# Assembler for B32P

The basic way to write code for the B32P is by using the B32P assembly language. The assembler compiles the assembly code to 32 bit machine instructions. The input file is currently hardcoded to `code.asm`, and the output is printed to stdout. The assembler is written in Python3. A [special version written in BCC](#bcc-version) can be run from the FPGC itself.

!!! info
    Since the addition of the C compiler BCC, the focus of the assembler now lies more on assembling BCC's output instead. Still, the bootloaders are written in assembly and some BCC libraries, like the graphics library, also make extensive use of assembly code.

## Command line arguments
There are three types of programs the assembler can create, indicated by command line arguments:

- BDOS OS [arg `os`]. Special mode for assembling the BDOS operating system. This adds a jumpt to the syscall function on address 4, and adds the length of the binary to address 2.
- BDOS User Program [arg `bdos {offset}`]. Special mode for assembling BDOS user programs. No program length is included and the assembler will offset labels to make the code executeable from the given offset.
- Bare metal program [no args]. Basic mode for assembling bare metal programs without OS. Adds length of the binary to address 2.

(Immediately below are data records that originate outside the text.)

//! CLI arguments for the deploy and prepare-release tools, and logger setup.
use clap::{Parser, ValueEnum};
use std::path::PathBuf;
use strum::Display;

use crate::{Result, credentials::DEFAULT_TOKEN_FILE};

/// Owner assumed when prepare-release is given a bare repository name.
pub const DEFAULT_OWNER: &str = "FakeItEasy";

/// Publish packages to the registry and the GitHub release, then note the
/// release on every newly referenced issue.
#[derive(Parser, Debug)]
#[command(name = "deploy", version, about, long_about = None)]
pub struct DeployArgs {
    #[arg(short = 'r', long)]
    /// Repository (owner/repo).
    pub repo: String,

    #[arg(short = 't', long)]
    /// Tag name of the release to deploy.
    pub tag_name: String,

    #[arg(short = 'a', long)]
    /// Folder containing the package artifacts.
    pub artifacts_folder: PathBuf,

    #[arg(short = 'd', long, default_value_t = false)]
    /// Log what would be uploaded, pushed and commented without doing it.
    pub dry_run: bool,

    #[arg(long, default_value = DEFAULT_TOKEN_FILE)]
    /// Token file used when GITHUB_TOKEN is unset.
    pub token_file: PathBuf,

    #[arg(long, default_value_t = false)]
    /// Enable debug logging.
    pub debug: bool,
}

/// What prepare-release does with the existing release.
#[derive(ValueEnum, Display, Debug, Clone, Copy, PartialEq, Eq)]
#[strum(serialize_all = "lowercase")]
pub enum Action {
    /// Finalize the existing release as the new version and roll its
    /// milestone, draft and tracking issue forward.
    Next,
    /// Start a new release line alongside the existing one.
    Fork,
}

/// Roll release milestones, drafts and tracking issues forward.
#[derive(Parser, Debug)]
#[command(name = "prepare-release", version, about, long_about = None)]
pub struct PrepareArgs {
    /// Repository (owner/repo, or repo under --owner).
    pub repo: String,

    /// next | fork
    #[arg(value_enum)]
    pub action: Action,

    /// Version being released (next) or started (fork).
    #[arg(value_name = "NEW_VERSION")]
    pub new_version: String,

    /// Name of the existing draft release.
    pub existing_release: String,

    #[arg(long, default_value = DEFAULT_OWNER)]
    /// Owner used when the repository is given without one.
    pub owner: String,

    #[arg(long, default_value_t = false)]
    /// Log the changes without making them.
    pub dry_run: bool,

    #[arg(long, default_value = DEFAULT_TOKEN_FILE)]
    /// Token file used when GITHUB_TOKEN is unset.
    pub token_file: PathBuf,

    #[arg(long, default_value_t = false)]
    /// Enable debug logging.
    pub debug: bool,
}

pub fn initialize_logger(debug: bool) -> Result<()> {
    let filter = if debug {
        simplelog::LevelFilter::Debug
    } else {
        simplelog::LevelFilter::Info
    };

    let config = simplelog::ConfigBuilder::new()
        .add_filter_allow_str("release_tools")
        .build();

    simplelog::TermLogger::init(
        filter,
        config,
        simplelog::TerminalMode::Mixed,
        simplelog::ColorChoice::Auto,
    )?;

    Ok(())
}
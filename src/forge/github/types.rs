use serde::{Deserialize, Serialize};

use crate::forge::request::{Issue, Milestone, MilestoneState, Release};

#[derive(Debug, Deserialize)]
pub struct GithubMilestone {
    pub number: u64,
    pub title: String,
    pub state: String,
}

#[derive(Debug, Deserialize)]
pub struct GithubMilestoneRef {
    pub number: u64,
}

#[derive(Debug, Deserialize)]
pub struct GithubLabel {
    pub name: String,
}

#[derive(Debug, Deserialize)]
pub struct GithubIssue {
    pub number: u64,
    pub title: String,
    #[serde(default)]
    pub body: Option<String>,
    #[serde(default)]
    pub labels: Vec<GithubLabel>,
    #[serde(default)]
    pub milestone: Option<GithubMilestoneRef>,
}

#[derive(Debug, Serialize)]
pub struct MilestoneBody<'a> {
    pub title: &'a str,
}

#[derive(Debug, Serialize)]
pub struct IssueUpdateBody<'a> {
    pub title: &'a str,
    pub milestone: u64,
}

#[derive(Debug, Serialize)]
pub struct NewIssueBody<'a> {
    pub title: &'a str,
    pub body: &'a str,
    pub milestone: u64,
    pub labels: &'a [String],
}

impl From<GithubMilestone> for Milestone {
    fn from(value: GithubMilestone) -> Self {
        let state = if value.state.eq_ignore_ascii_case("closed") {
            MilestoneState::Closed
        } else {
            MilestoneState::Open
        };

        Self {
            number: value.number,
            title: value.title,
            state,
        }
    }
}

impl From<GithubIssue> for Issue {
    fn from(value: GithubIssue) -> Self {
        Self {
            number: value.number,
            title: value.title,
            body: value.body.unwrap_or_default(),
            labels: value.labels.into_iter().map(|l| l.name).collect(),
            milestone: value.milestone.map(|m| m.number),
        }
    }
}

impl From<octocrab::models::repos::Release> for Release {
    fn from(value: octocrab::models::repos::Release) -> Self {
        Self {
            id: value.id.into_inner(),
            name: value.name.unwrap_or_default(),
            tag_name: value.tag_name,
            body: value.body.unwrap_or_default(),
            prerelease: value.prerelease,
            draft: value.draft,
        }
    }
}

Finally, by adding the `-O` argument at the end will cause the assembler to remove unreached code, which is quite useful for compiled C code because of the lack of dynamic linking. This will save quite some space as C libraries are getting more functions over time.

## Output
The assembler does not directly create a binary. Instead, it outputs the assembled code as a text file containing binary strings of 32 ones and zeros, follwed by a space and comments starting with `//`. This is very useful to see what each instruction is supposed to do, and makes it easy to verify this with the ISA.

Example output:
```
00010011000000000000110011011101 //Compute r13 + 12 and write result to r13
00011100001001110100010000100010 //Set r2 to 10052
```

The output can be converted into a binary using other tools. For example: `perl -ne 'print pack("B32", $_)' < filename_containing_assembler_output > executable.bin`

## Assembly process
The assembler performs the following steps in order

1. Read input file into list of lines while removing all comments
2. Move all `.data`, `.rdata` and `.bss` sections down so the `.code` section becomes one part at the top (only relevant for C compiled code)
3. Insert libraries (only relevant for non-C compiled code)
4. Remove unreachable code if requested
5. Process the define statements
7. Do pass 1: Compiles lines that can be compiled directly (so without labels) and create new lines for instructions that become multiple lines
8. Add header code
9. Process labels
10. Do pass 2: Compile instructions with labels
11. Check for remaining labels (there should be none left)
12. Add length of program if requested
13. Print result to stdout

## Header

The assembler creates the first few lines of the program, depending on the program type (header code). Because of a bug in B32P, in some cases the CPU will start at address 3 instead of address 0 after the bootloader. Until this is fixed, the 4th instruction also is a jump to Main. For a `-os` program, this looks as follows:
``` text
Jump Main
Jump Int
[Length of program]
Jump Main
Jump Syscall
```

## Line types
Each line is parsed on its own. There are six types of lines:

- Assembler directives
- Includes
- Comments
- Defines
- Labels
- Instructions

### Assembler directives
Because the BCC compiler is a modified MIPS compiler, its output contains directives indicating the purpose of the code below. These directives include:

- `.code`, normal code
- `.data` and `.rdata`, static data
- `.bss`, object data

The assembler will move each non-code section down so it does not interfere with the code.

### Includes
By adding an \`include namehere.asm statement, it is possible to add code from other files, like libraries. The way this works in the assembler is by just adding all lines of that file to the code, while recursively importing includes from other files. The assembler makes sure that the same file is never included more than one time. The path to the file is relative to the assembler. This is only relevant for non-C code, as the C compiler should not produce assembly includes.

### Comments
Comments can be added by using the ';' character. For each line, only the part until the first ';' occurrence will be used by the assembler. This means that anything can be written after the ';'. This all does not hold for .ds lines. They must not have any comments. This way it is not needed to use escape characters in the strings.

### Defines
Defines are the first type of lines that are processed by the assembler. A define line should have the following structure:
``` asm
define TEXTTOREPLACE = textToReplaceWith
```
It is not necessary for 'define' to be in lower caps and 'TEXTTOREPLACE' to be in all caps. However, it is recommended to do so as a coding style. Also, it is recommended to place all define statements at the top of the file before the first instruction or label.
The define statement is used as a textual replacement. This means that no values or anything will be processed or converted during the processing of the define statements. This also means that is not smart to replace text that are used in instructions or labels.
Furthermore, 'TEXTTOREPLACE' should be unique for each define statement. If not, the assembler will complain.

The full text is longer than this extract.